Whether the county’s short-term vacation rental law is constitutional is beyond the scope of the county Board of Appeals, members said Friday in unanimously voting to deny a Captain Cook homeowner’s request to take up the issue.

The case is the first of about 20 appeals filed so far stemming from the Planning Department’s denial of a vacation rental permit. More are expected, as the department denied some 80 or 90 applications after working through 900 of the 4,000 applications that came in.

McCoy Plantation homeowner David Hefer claims the county’s denial of his vacation rental application is “arbitrary and capricious” and the “vague and incomprehensible wording” of the law violates his constitutional right of due process.

Hefer’s main case, his appeal of the vacation rental permit denial itself, is scheduled for Dec. 13 in Kona.

The Planning Department denied his application for a nonconforming use certificate and vacation rental registration based on its finding that the lot was created after June 4, 1976, the date the state law changed allowing only farm dwellings in agriculture districts.

In addition, Hefer said, the county law is discriminatory because it arbitrarily exempts hosted rentals, where the property owner lives on site. That, he says, violates the equal protection clause of the U.S. Constitution.

“The problem is, the conditions aren’t defined in the ordinance,” Hefer said, pointing to a neighbor who might or might not “reside” on their property while they are allowed to rent out their ohana unit to short-term renters. “It doesn’t regulate vacation rental activity but the house.”

After a series of back-and-forths with Hefer, who tried unsuccessfully to read a nine-page statement into the record, the board said it would not hear the petition.

“Essentially we lack the authority to determine the constitutionality of the rule,” said member Springer Kaye.

Board member Steven Hirakami agreed.

“Constitutionality is beyond our scope,” Hirakami said. “This is not a court of law.”

Hefer argued the rules and procedures of the Board of Appeals allowed it to “issue a declaratory order as to the applicability of any statutory provision, ordinance or of any rule or order of the Board.” He was asking the board to put the ordinance on hold so the county could work on it further.

Hefer, after the meeting, said he wanted to give the Board of Appeals the chance to decide the constitutional issues because if the ordinance is appealed to the courts, the whole thing could be struck down, forcing the county to go back to square one.

“I might be forced or someone might be forced to do it,” Hefer said about appealing to Circuit Court.

Hefer, alleging bias and conflict of interest, was also unsuccessful getting the board to recuse four of its members from hearing his case because he said they had ties to the hotel industry, which competes with vacation rentals for tourists.
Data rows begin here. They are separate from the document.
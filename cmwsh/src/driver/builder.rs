//! Builder for creating Comware devices.

use std::path::PathBuf;
use std::time::Duration;

use secrecy::SecretString;
use serde::Deserialize;

use super::session::SshSession;
use crate::channel::PtyConfig;
use crate::device::ComwareDevice;
use crate::error::{DriverError, Result};
use crate::platform::comware;
use crate::transport::SftpTransfer;
use crate::transport::config::{AuthMethod, SshConfig};

/// Tunables that usually come from an inventory or config file.
///
/// Every field has a default, so `{}` deserializes to a usable value.
#[derive(Debug, Clone, PartialEq, Eq, Deserialize)]
#[serde(default)]
pub struct DeviceOptions {
    /// SSH port.
    pub port: u16,

    /// Connect timeout in seconds.
    pub timeout: u64,

    /// Switch the device to `file prompt quiet` before file operations.
    pub auto_file_prompt: bool,

    /// File system candidates and snapshots are stored on.
    pub file_system: String,

    /// Read attempts before a pattern wait gives up.
    pub max_loops: usize,

    /// Check the server key against known_hosts.
    pub verify_host_key: bool,
}

impl Default for DeviceOptions {
    fn default() -> Self {
        Self {
            port: 22,
            timeout: 60,
            auto_file_prompt: true,
            file_system: "flash:".to_string(),
            max_loops: 500,
            verify_host_key: false,
        }
    }
}

/// Builder for constructing a [`ComwareDevice`] over SSH.
///
/// # Example
///
/// ```rust,no_run
/// use cmwsh::driver::DriverBuilder;
///
/// # async fn example() -> Result<(), cmwsh::Error> {
/// let mut device = DriverBuilder::new("192.168.1.1")
///     .username("admin")
///     .password("secret")
///     .build()?;
/// device.open().await?;
/// let facts = device.get_facts().await?;
/// println!("{} running {}", facts.hostname, facts.os_version);
/// device.close().await?;
/// # Ok(())
/// # }
/// ```
pub struct DriverBuilder {
    host: String,
    username: Option<String>,
    auth: AuthMethod,
    known_hosts_path: Option<PathBuf>,
    options: DeviceOptions,
}

impl DriverBuilder {
    /// Create a new builder for the specified host.
    pub fn new(host: impl Into<String>) -> Self {
        Self {
            host: host.into(),
            username: None,
            auth: AuthMethod::None,
            known_hosts_path: None,
            options: DeviceOptions::default(),
        }
    }

    /// Replace all tunables at once.
    pub fn options(mut self, options: DeviceOptions) -> Self {
        self.options = options;
        self
    }

    /// Set the SSH port (default: 22).
    pub fn port(mut self, port: u16) -> Self {
        self.options.port = port;
        self
    }

    /// Set the username for authentication.
    pub fn username(mut self, username: impl Into<String>) -> Self {
        self.username = Some(username.into());
        self
    }

    /// Set password authentication.
    pub fn password(mut self, password: impl Into<String>) -> Self {
        self.auth = AuthMethod::Password(SecretString::from(password.into()));
        self
    }

    /// Set private key authentication.
    pub fn private_key(mut self, key_path: impl Into<PathBuf>) -> Self {
        self.auth = AuthMethod::PrivateKey {
            path: key_path.into(),
            passphrase: None,
        };
        self
    }

    /// Set private key authentication with passphrase.
    pub fn private_key_with_passphrase(
        mut self,
        key_path: impl Into<PathBuf>,
        passphrase: impl Into<String>,
    ) -> Self {
        self.auth = AuthMethod::PrivateKey {
            path: key_path.into(),
            passphrase: Some(SecretString::from(passphrase.into())),
        };
        self
    }

    /// Set the connection timeout.
    pub fn timeout(mut self, timeout: Duration) -> Self {
        self.options.timeout = timeout.as_secs();
        self
    }

    /// Toggle automatic `file prompt quiet` (default: on).
    pub fn auto_file_prompt(mut self, enabled: bool) -> Self {
        self.options.auto_file_prompt = enabled;
        self
    }

    /// Require the host key to be present in known_hosts.
    pub fn verify_host_key(mut self, verify: bool) -> Self {
        self.options.verify_host_key = verify;
        self
    }

    /// Use a specific known_hosts file.
    pub fn known_hosts_path(mut self, path: impl Into<PathBuf>) -> Self {
        self.known_hosts_path = Some(path.into());
        self
    }

    /// Set the read attempt budget for pattern waits.
    pub fn max_loops(mut self, max_loops: usize) -> Self {
        self.options.max_loops = max_loops;
        self
    }

    /// Build the device.
    ///
    /// This does not connect. Call `open()` on the returned device to
    /// establish the session.
    pub fn build(self) -> Result<ComwareDevice<SshSession, SftpTransfer>> {
        let ssh_config = self.ssh_config()?;
        let platform = comware::platform();

        let pty_config = PtyConfig {
            max_loops: self.options.max_loops,
            ..PtyConfig::default()
        };

        let session = SshSession::new(ssh_config.clone(), platform, pty_config)?;
        let transfer = SftpTransfer::new(ssh_config);

        Ok(ComwareDevice::new(session, transfer, self.options))
    }

    fn ssh_config(&self) -> Result<SshConfig> {
        let username = self
            .username
            .clone()
            .ok_or_else(|| DriverError::InvalidConfig {
                message: "Username is required".to_string(),
            })?;

        if self.options.max_loops == 0 {
            return Err(DriverError::InvalidConfig {
                message: "max_loops must be at least 1".to_string(),
            }
            .into());
        }

        let platform = comware::platform();
        Ok(SshConfig {
            host: self.host.clone(),
            port: self.options.port,
            username,
            auth: self.auth.clone(),
            timeout: Duration::from_secs(self.options.timeout),
            terminal_width: platform.terminal_width,
            terminal_height: platform.terminal_height,
            verify_host_key: self.options.verify_host_key,
            known_hosts_path: self.known_hosts_path.clone(),
        })
    }
}

#[cfg(test)]
mod tests {
    use super::*;

    #[test]
    fn test_options_defaults_from_empty_json() {
        let options: DeviceOptions = serde_json::from_str("{}").unwrap();
        assert_eq!(options, DeviceOptions::default());
        assert_eq!(options.file_system, "flash:");
        assert_eq!(options.max_loops, 500);
        assert!(options.auto_file_prompt);
    }

    #[test]
    fn test_options_partial_override() {
        let options: DeviceOptions =
            serde_json::from_str(r#"{"port": 2222, "auto_file_prompt": false}"#).unwrap();
        assert_eq!(options.port, 2222);
        assert!(!options.auto_file_prompt);
        assert_eq!(options.timeout, 60);
    }

    #[test]
    fn test_username_required() {
        let err = DriverBuilder::new("10.0.0.1").ssh_config().unwrap_err();
        assert!(err.to_string().contains("Username is required"));
    }

    #[test]
    fn test_ssh_config_from_options() {
        let config = DriverBuilder::new("10.0.0.1")
            .username("admin")
            .password("secret")
            .port(830)
            .timeout(Duration::from_secs(5))
            .verify_host_key(true)
            .ssh_config()
            .unwrap();

        assert_eq!(config.socket_addr(), "10.0.0.1:830");
        assert_eq!(config.timeout, Duration::from_secs(5));
        assert!(config.verify_host_key);
        assert_eq!(config.terminal_width, 511);
        assert!(matches!(config.auth, AuthMethod::Password(_)));
    }

    #[test]
    fn test_zero_max_loops_rejected() {
        let err = DriverBuilder::new("10.0.0.1")
            .username("admin")
            .max_loops(0)
            .ssh_config()
            .unwrap_err();
        assert!(err.to_string().contains("max_loops"));
    }
}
All were cleared unanimously by the board except member Jay Furfaro, who received a negative vote from member Mark Travalino. Travalino declined to comment after the meeting about his vote.

Furfaro, a longtime hotel executive and former Kauai County Council chairman, introduced a bill regulating vacation rentals on that island during his tenure there. Furfaro said he didn’t initiate the legislation but introduced it at the request of the mayor.

Hefer also suggested Big Island newspapers disclose that their parent company publishes in-house magazines for several hotels, “in order to adhere to established professional journalism guidelines.”